Beacon setup (Lighthouse)

You can copy all commands you need by clicking the copy icon in the top right corner of every codeblock.

Instructions to prepare your node are stated below.

Alternatively you can also use this guide/checklist, but most guides do not specify the difference for stakers and validators clearly.

Modify GETH

Extend your geth startup params (in a service probably) with:

--authrpc.addr localhost --authrpc.port 8551 --authrpc.vhosts localhost --authrpc.jwtsecret /var/lib/goethereum/geth/jwtsecret

For example in geth.service, extend the ExecStart line:

image

with:

Asuming port 8551 is free, and –authrpc.jwtsecret should point to your data dir configured with the file jwtsecret.

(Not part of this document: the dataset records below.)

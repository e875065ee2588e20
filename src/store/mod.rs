//! In-process stores for work entries and salary snapshots.
//!
//! Both stores are built once at startup, shared through
//! [`AppState`](crate::api::AppState) and guard their contents with a
//! `RwLock`. Locks are never held across an `.await`.

mod attendance;
mod snapshots;

pub use attendance::AttendanceLedger;
pub use snapshots::{SnapshotFilter, SnapshotStore};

Save the file and restart the service:

systemctl daemon-reload
systemctl geth restart
systemctl geth status
sudo journalctl -f -u geth.service

Install a beacon (consensus) client to connect with the modified geth

Assuming you are not a validator, follow the steps 4.1, 4.2 and 4.4 on this tutorial and then come back here.

For your ease:

curl --proto '=https' --tlsv1.2 -sSf https://sh.rustup.rs | sh
echo export PATH="$HOME/.cargo/bin:$PATH" >> ~/.bashrc
source ~/.bashrc
sudo apt-get update
sudo apt install -y git gcc g++ make cmake pkg-config libssl-dev libclang-dev clang acl
cd; git clone https://github.com/sigp/lighthouse.git
cd lighthouse
git fetch --all && git checkout stable && git pull
make
ufw allow 9000
ufw reload
  • If you have followed steps 1, 2 & 4 in the guide, and want to use the service file below make sure to move the binary file:
sudo cp /$HOME/.cargo/bin/lighthouse /usr/local/bin
  • Binary Lighthouse install (not needed if you followed the above):
    After installing Rust (step 4.1 from coincashew), install the lighthouse binary by downloading it from or build from source and add it to /usr/local/bin.

Check the version:

lighthouse --version

You should see something like this (expected output at time of writing):

Lighthouse v3.1.0-aa022f4
BLS library: blst
SHA256 hardware acceleration: true
Specs: mainnet (true), minimal (false), gnosis (false)

Firewall additions

You probably already did this in step 4, but for ease of use you can run the commands below if you use UFW.

sudo ufw allow 9000/tcp
sudo ufw allow 9000/udp
sudo ufw reload

Service file for Lighthouse beacon node

Start with creating a service user and directory for the data the beacon client downloads:

sudo useradd --no-create-home --shell /bin/false lighthousebeacon
sudo mkdir -p /var/lib/lighthouse/beacon-node
sudo chown -R lighthousebeacon:lighthousebeacon /var/lib/lighthouse/beacon-node

Create new service

sudo nano /etc/systemd/system/lighthousebeacon.service

For a faster sync you can add a infura endpoint, refer to the docs here.

[Unit]
Description=Lighthouse Beacon Node
After=network.target
Wants=network.target[Service]

[Service]
User=lighthousebeacon
Group=lighthousebeacon
Type=simple
Restart=always
RestartSec=5
ExecStart=/usr/local/bin/lighthouse beacon_node --datadir /var/lib/lighthouse/beacon-node --http --eth1-endpoints http://127.0.0.1:8545 --execution-endpoint http://localhost:8551 --execution-jwt /var/lib/goethereum/geth/jwtsecret --metrics

[Install]
WantedBy=default.target

Important for the migration are:

  • –execution-endpoint = new
  • –eth1-endpoints = endpoint of your current (‘eth1’ node), and optional a list with other nodes next to localhost.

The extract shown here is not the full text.